El exfutbolista y excapitán del Real Madrid, Sergio Ramos, ha vuelto a colocarse en el centro de atención. Esta vez no por una entrada dura ni por levantar una copa, sino por un videoclip musical que en apenas 24 horas se ha colado entre las tendencias de YouTube: *Cibeles*, una canción con tintes personales que evoca su salida del club blanco en 2021 y que ha generado una ola de comentarios en redes sociales y medios de comunicación.
“Cibeles”: un canto a lo perdido (¿o a lo que no se dijo?)
Con un sonido que mezcla reguetón, rumba y melancolía futbolera, Ramos lanza un mensaje que muchos han interpretado como una despedida pública, a destiempo, del Real Madrid. Aunque el título hace referencia a la fuente que simboliza las victorias madridistas, la letra va más allá del festejo: hay recuerdos, hay reproches, y sobre todo, hay una sensación de final que nunca se cerró del todo.
El videoclip ha acumulado cerca de un millón de visitas en su primer día, dejando claro que la figura del camero sigue despertando pasiones dentro y fuera del campo.
Una “inteligencia superficial” con ritmo de hit
El programa *Espejo Público* de Antena 3 no ha querido quedarse al margen del fenómeno, y ha invitado al productor musical Alejandro Abad para analizar la propuesta sonora de Ramos. Su valoración fue tan irónica como provocadora:
“Parece una grabación realizada por una inteligencia superior, una inteligencia superficial”, bromeó.
Además, apuntó que el tema parece una especie de guiño musical a las tendencias actuales, especialmente al reguetón latino: “Es como si Sergio Ramos le haya hecho la pelota a Bad Bunny y de aquí haya salido un Sergio Ramos más puertorriqueño que español”.
Entre la sátira y el reconocimiento
Aunque el tono de Abad fue burlón, el productor reconoció que la canción cuenta con arreglos modernos y un ritmo comercial. También intuyó que el mensaje está dirigido a su antigua casa blanca, aunque no con dureza, sino con un aire más nostálgico que revanchista.

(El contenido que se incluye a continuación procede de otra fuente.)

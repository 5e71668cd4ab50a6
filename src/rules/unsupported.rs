use crate::model::ast::KNOWN_FUNCTIONS;
use crate::model::Expr;
use crate::rules::engine::{AnalysisInput, Rule};
use crate::rules::finding::{Category, Finding, Severity};

/// Constructs the evaluator cannot interpret.
pub struct UnsupportedConstructRule;

impl Rule for UnsupportedConstructRule {
    fn category(&self) -> Category {
        Category::UnsupportedConstruct
    }

    fn check_table(&self, input: &AnalysisInput<'_>, table: &str) -> Vec<Finding> {
        let mut findings = Vec::new();
        for policy in input.policies.on_table(table) {
            for (clause, expr) in policy.expressions() {
                expr.walk(&mut |node| match node {
                    Expr::Opaque { sql } => findings.push(Finding::new(
                        Category::UnsupportedConstruct,
                        Severity::Medium,
                        table,
                        [policy.name.clone()],
                        format!(
                            "{clause} of `{}` contains `{sql}`, which is outside the supported grammar \
                             and always evaluates to UNKNOWN",
                            policy.name
                        ),
                    )),
                    Expr::FunctionCall { name, .. } if !KNOWN_FUNCTIONS.contains(&name.as_str()) => {
                        findings.push(Finding::new(
                            Category::UnsupportedConstruct,
                            Severity::Low,
                            table,
                            [policy.name.clone()],
                            format!(
                                "{clause} of `{}` calls unknown function `{name}()`, which evaluates to NULL",
                                policy.name
                            ),
                        ));
                    }
                    _ => {}
                });
            }
        }
        findings.dedup();
        findings
    }
}
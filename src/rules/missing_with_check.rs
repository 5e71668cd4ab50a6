use crate::model::Command;
use crate::parser::names::is_identity_column_name;
use crate::rules::engine::{AnalysisInput, Rule};
use crate::rules::finding::{Category, Finding, Severity};
use crate::rules::predicates::{equality_columns, restricts_identity};

/// `UPDATE` policies that scope rows by owner or tenant in `USING` but
/// never check the rewritten row.
pub struct MissingWithCheckRule;

impl Rule for MissingWithCheckRule {
    fn category(&self) -> Category {
        Category::MissingWithCheck
    }

    fn check_table(&self, input: &AnalysisInput<'_>, table: &str) -> Vec<Finding> {
        input
            .policies
            .on_table(table)
            .filter(|p| p.applies_to_command(Command::Update) && p.with_check.is_none())
            .filter_map(|p| {
                let using = p.using.as_ref()?;
                if !restricts_identity(using, table) {
                    return None;
                }
                let mut columns: Vec<&str> = equality_columns(using, table)
                    .into_iter()
                    .map(|c| c.column.as_str())
                    .filter(|c| is_identity_column_name(c))
                    .collect();
                columns.sort_unstable();
                columns.dedup();
                Some(Finding::new(
                    Category::MissingWithCheck,
                    Severity::High,
                    table,
                    [p.name.clone()],
                    format!(
                        "`{}` covers UPDATE and restricts `{}` in USING without a WITH CHECK; \
                         an updated row can be reassigned to a different owner or tenant",
                        p.name,
                        columns.join("`, `")
                    ),
                ))
            })
            .collect()
    }
}
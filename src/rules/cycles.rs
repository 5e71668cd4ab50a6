use crate::rules::engine::{AnalysisInput, Rule};
use crate::rules::finding::{Category, Finding, Severity};

/// Reports every cycle of the dependency graph on the cycle's first table.
pub struct PolicyCycleRule;

impl Rule for PolicyCycleRule {
    fn category(&self) -> Category {
        Category::PolicyCycle
    }

    fn check_table(&self, input: &AnalysisInput<'_>, table: &str) -> Vec<Finding> {
        input
            .cycles
            .iter()
            .filter(|cycle| cycle.tables.first().is_some_and(|first| first == table))
            .map(|cycle| {
                let explanation = if cycle.tables.len() == 1 {
                    format!(
                        "a policy on `{table}` queries `{table}` itself; evaluating it recurses without end"
                    )
                } else {
                    format!(
                        "policies reference each other along {}; evaluating any of them recurses without end",
                        cycle.describe()
                    )
                };
                Finding::new(Category::PolicyCycle, Severity::Critical, table, cycle.policies(), explanation)
                    .with_cycle(cycle.clone())
            })
            .collect()
    }
}

#[cfg(test)]
mod tests {
    use super::*;
    use crate::config::AnalyzerConfig;
    use crate::graph::{build_graph, detect_cycles};
    use crate::model::{load_policies, load_schema};
    use crate::parser::document::parse_json;

    #[test]
    fn two_table_cycle_is_reported_once() {
        let schema = load_schema(
            parse_json(
                "schema",
                r#"{"tables":[
                    {"name":"documents","columns":[{"name":"id","type":"int"}]},
                    {"name":"memberships","columns":[{"name":"doc_id","type":"int"}]}]}"#,
            )
            .expect("schema json should parse"),
        )
        .expect("schema should load");
        let set = load_policies(
            &schema,
            parse_json(
                "policy",
                r#"{"policies":[
                    {"table":"documents","policy_name":"member","commands":["SELECT"],"using_expr":"id IN (SELECT doc_id FROM memberships)"},
                    {"table":"memberships","policy_name":"doc","commands":["SELECT"],"using_expr":"EXISTS (SELECT 1 FROM documents d WHERE d.id = memberships.doc_id)"}]}"#,
            )
            .expect("policy json should parse"),
        )
        .expect("policies should load");
        let graph = build_graph(&set);
        let cycles = detect_cycles(&graph);
        let config = AnalyzerConfig::default();
        let input = AnalysisInput {
            schema: &schema,
            policies: &set,
            graph: &graph,
            cycles: &cycles,
            config: &config,
        };

        let findings = PolicyCycleRule.check_table(&input, "documents");
        assert_eq!(findings.len(), 1);
        assert_eq!(findings[0].severity, Severity::Critical);
        assert_eq!(findings[0].policies, vec!["documents.member", "memberships.doc"]);
        assert!(findings[0].cycle.is_some());
        assert!(PolicyCycleRule.check_table(&input, "memberships").is_empty());
    }
}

Eso sí, cuando se le pidió que valorase a Ramos como cantante, esquivó el tema con elegancia y algo de sarcasmo: “Le pondría un 10 como futbolista”.
Sobre el futuro musical del defensa, fue aún más prudente: “Está por ver, yo no soy un Rappel”, señaló, recordando que el mundo de la música es complicado incluso para artistas con talento.
Las redes, divididas entre risas y respeto
Como era de esperar, la publicación de *Cibeles* ha desatado una avalancha de comentarios. Algunos han aplaudido la valentía de Ramos por probar algo diferente y mostrar una faceta más personal, mientras que otros no han dudado en ridiculizar la producción musical y su supuesto tono dramático.
Lo que está claro es que la canción no ha dejado indiferente a nadie, y muchos ya esperan saber si este será un caso aislado o el inicio de una nueva etapa artística del exdefensa.
Un himno de despedida con regusto a reproche
La figura de Ramos siempre ha estado asociada al carácter, la pasión y la entrega. En esta nueva faceta, ese mismo temperamento parece canalizarse en una letra donde hay dolor, pero también orgullo. Y aunque muchos se pregunten si esto es una simple aventura musical o un ajuste de cuentas melodioso, lo que queda claro es que Ramos ha vuelto a demostrar que sabe cómo captar titulares, incluso sin tocar un balón.
¿Estamos ante el nacimiento del “Camero urbano”? ¿O es simplemente una carta de amor —y desamor— a su historia en blanco? Sea lo que sea, *Cibeles* ya forma parte del universo Ramos. Y eso, guste o no, también es noticia.